If you followed our advice this time last year, you should already have a pretty well-placed system for email marketing campaigns broken down by quarters. Every three months, your campaigns and directions are driven by core goals for that quarter. Alongside that, by now you also have in place a system of measurement. In other words, per quarter and per campaign, what are your campaign goals and how are you going to measure that data? How will you define success?

New Benchmarks for Success

In part a response to the limitations of email automation alone and the need to project marketing capabilities to meet the needs of the future, Benchmark rolls out a 2017 gamechanger: Automation Pro.

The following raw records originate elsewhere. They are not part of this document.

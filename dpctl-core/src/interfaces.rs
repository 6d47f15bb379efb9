//! Interface service.

use crate::convert;
use crate::domain::{Destination, Interface};
use crate::error::{map_remote, CoreError};
use dpctl_client::Client;
use dpctl_wire::interface::{
    CreateLoopback, CreateLoopbackReply, DeleteLoopback, DeleteLoopbackReply, SwInterfaceAddDelAddress,
    SwInterfaceAddDelAddressReply, SwInterfaceDetails, SwInterfaceDump, SwInterfaceSetFlags,
    SwInterfaceSetFlagsReply,
};

pub struct InterfaceService {
    client: Client,
}

impl InterfaceService {
    pub fn new(client: Client) -> Self {
        Self { client }
    }

    /// Creates a loopback interface and returns its index.
    pub async fn create_loopback(&self) -> Result<u32, CoreError> {
        let reply: CreateLoopbackReply = self
            .client
            .call(CreateLoopback {})
            .await
            .map_err(CoreError::Dataplane)?;
        tracing::info!(sw_if_index = reply.sw_if_index, "loopback created");
        Ok(reply.sw_if_index)
    }

    pub async fn delete_loopback(&self, sw_if_index: u32) -> Result<(), CoreError> {
        self.client
            .call::<_, DeleteLoopbackReply>(DeleteLoopback { sw_if_index })
            .await
            .map_err(|err| map_remote(format!("interface {sw_if_index}"), err))?;
        tracing::info!(sw_if_index, "loopback deleted");
        Ok(())
    }

    pub async fn set_admin_state(&self, sw_if_index: u32, up: bool) -> Result<(), CoreError> {
        self.client
            .call::<_, SwInterfaceSetFlagsReply>(SwInterfaceSetFlags {
                sw_if_index,
                admin_up: up,
            })
            .await
            .map_err(|err| map_remote(format!("interface {sw_if_index}"), err))?;
        tracing::info!(sw_if_index, up, "interface admin state set");
        Ok(())
    }

    /// Adds an address to an interface. A duplicate address maps to
    /// `AlreadyExists`, an unknown interface to `NotFound`.
    pub async fn add_address(&self, sw_if_index: u32, dst: Destination) -> Result<(), CoreError> {
        self.client
            .call::<_, SwInterfaceAddDelAddressReply>(SwInterfaceAddDelAddress {
                sw_if_index,
                is_add: true,
                prefix: convert::prefix_from_destination(&dst),
            })
            .await
            .map_err(|err| map_remote(format!("address {dst} on interface {sw_if_index}"), err))?;
        tracing::info!(sw_if_index, %dst, "interface address added");
        Ok(())
    }

    pub async fn remove_address(&self, sw_if_index: u32, dst: Destination) -> Result<(), CoreError> {
        self.client
            .call::<_, SwInterfaceAddDelAddressReply>(SwInterfaceAddDelAddress {
                sw_if_index,
                is_add: false,
                prefix: convert::prefix_from_destination(&dst),
            })
            .await
            .map_err(|err| map_remote(format!("address {dst} on interface {sw_if_index}"), err))?;
        tracing::info!(sw_if_index, %dst, "interface address removed");
        Ok(())
    }

    pub async fn list(&self) -> Result<Vec<Interface>, CoreError> {
        let interfaces = self
            .client
            .dump(SwInterfaceDump::default(), |msg| {
                let details = msg.into_any().downcast::<SwInterfaceDetails>().ok()?;
                Some(Interface {
                    sw_if_index: details.sw_if_index,
                    name: details.name,
                    admin_up: details.admin_up,
                    link_up: details.link_up,
                    mtu: details.mtu,
                })
            })
            .await?;
        Ok(interfaces)
    }
}
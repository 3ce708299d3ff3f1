//! Configuration for repodata-tools.
//!
//! - Type-safe configuration structures
//! - Validation for all configuration values
//! - Named presets
//! - YAML config file loading and discovery
//! - CLI argument merging
//!
//! # Quick Start
//!
//! ```rust
//! use repodata_tools::config::{AppConfig, ConfigPreset};
//!
//! let config = AppConfig::from_preset(ConfigPreset::Full);
//! assert_eq!(config.extract.changelog_limit, -1);
//!
//! let config = AppConfig::builder()
//!     .changelog_limit(5)
//!     .load_header_id(true)
//!     .build();
//! assert!(config.extract.load_header_id);
//! ```
//!
//! # Configuration File
//!
//! Place a `.repodata-tools.yaml` file in the working directory or
//! `~/.config/repodata-tools/`:
//!
//! ```yaml
//! extract:
//!   changelog_limit: -1
//!   load_signatures: true
//! output:
//!   format: filelists
//! ```

mod defaults;
pub mod file;
mod types;
mod validation;

pub use defaults::{ConfigPreset, DEFAULT_CHANGELOG_LIMIT, DEFAULT_INTERPRETER_PREFIX};
pub use types::{AppConfig, AppConfigBuilder, ExtractConfig, OutputConfig};
pub use validation::{ConfigError, Validatable};

pub use file::{
    discover_config_file, generate_example_config, generate_full_example_config, load_config_file,
    load_or_default, ConfigFileError,
};

/// Generate a JSON Schema for the `AppConfig` configuration format.
///
/// This schema documents all configuration options that can be set in
/// `.repodata-tools.yaml` config files.
#[must_use]
pub fn generate_json_schema() -> String {
    let schema = schemars::schema_for!(AppConfig);
    serde_json::to_string_pretty(&schema).unwrap_or_default()
}

/// Generate a JSON Schema for the extracted record document.
#[must_use]
pub fn generate_record_schema() -> String {
    let schema = schemars::schema_for!(crate::model::RecordDocument);
    serde_json::to_string_pretty(&schema).unwrap_or_default()
}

Moving into 2017, you can further streamline how success is defined by using Benchmark’s newest defining feature. Using Automation Pro, success isn’t just about the click-open rate but about the customer journey each subscriber has with your brand through email marketing campaigns.

But the email campaign journey isn’t just about a deeper funnel – it’s about streamlining the target. One of the key trends for 2017 will be targeting. Targeting look at variable behavior factors such as demographic profile data, lifestyle, and preferences/attitude. Think of it as a pyramid that factors in behavioral analysis into your marketing. A powerful predictor applied behavior analysis (ABA)can not only help you understand the choices your subscribers make, but also the choices they can be expected to make.

Through the Looking-Glass of Behavior Analysis

In fact, social scientists are venturing further into marketing upon the industry’s realization that the science used to help understand and encourage behavior can also be used to help predict it. Some studies show that the “…collaboration between behavior analysts and environmental psychologists who study the correlation of individuals’ environmental concern and action with their attitudinal, demographic, and personality characteristics…[replacing] armchair theorizing with interdisciplinary and intervention-focused environmental research.”

ABA might be new to you but it’s, in fact, one of the fast growing sciences. A simple Google search for “ABA” or “applied behavior analysis” shows a staggering 16,500,000 hits and growing. The reason marketers love ABA is because it’s a practice based on evidence – so not just a theory of what’s going to work, but what actually works. It’s one of the most data-driven methods aside from the data you get from analytics. However, ABA allows for deeper understanding of behavior; you’re not just seeing a number as you would in analytics alone; you’re able to see why something happens and how to modify that behavior.

In other words, marketers can work with behavior analysts to not only interpret and predict behavior but to also shape it. In 2017, you can use ABA to help further perfect the subscriber journey through Automation Pro.

Shifting Gears to “Engagement”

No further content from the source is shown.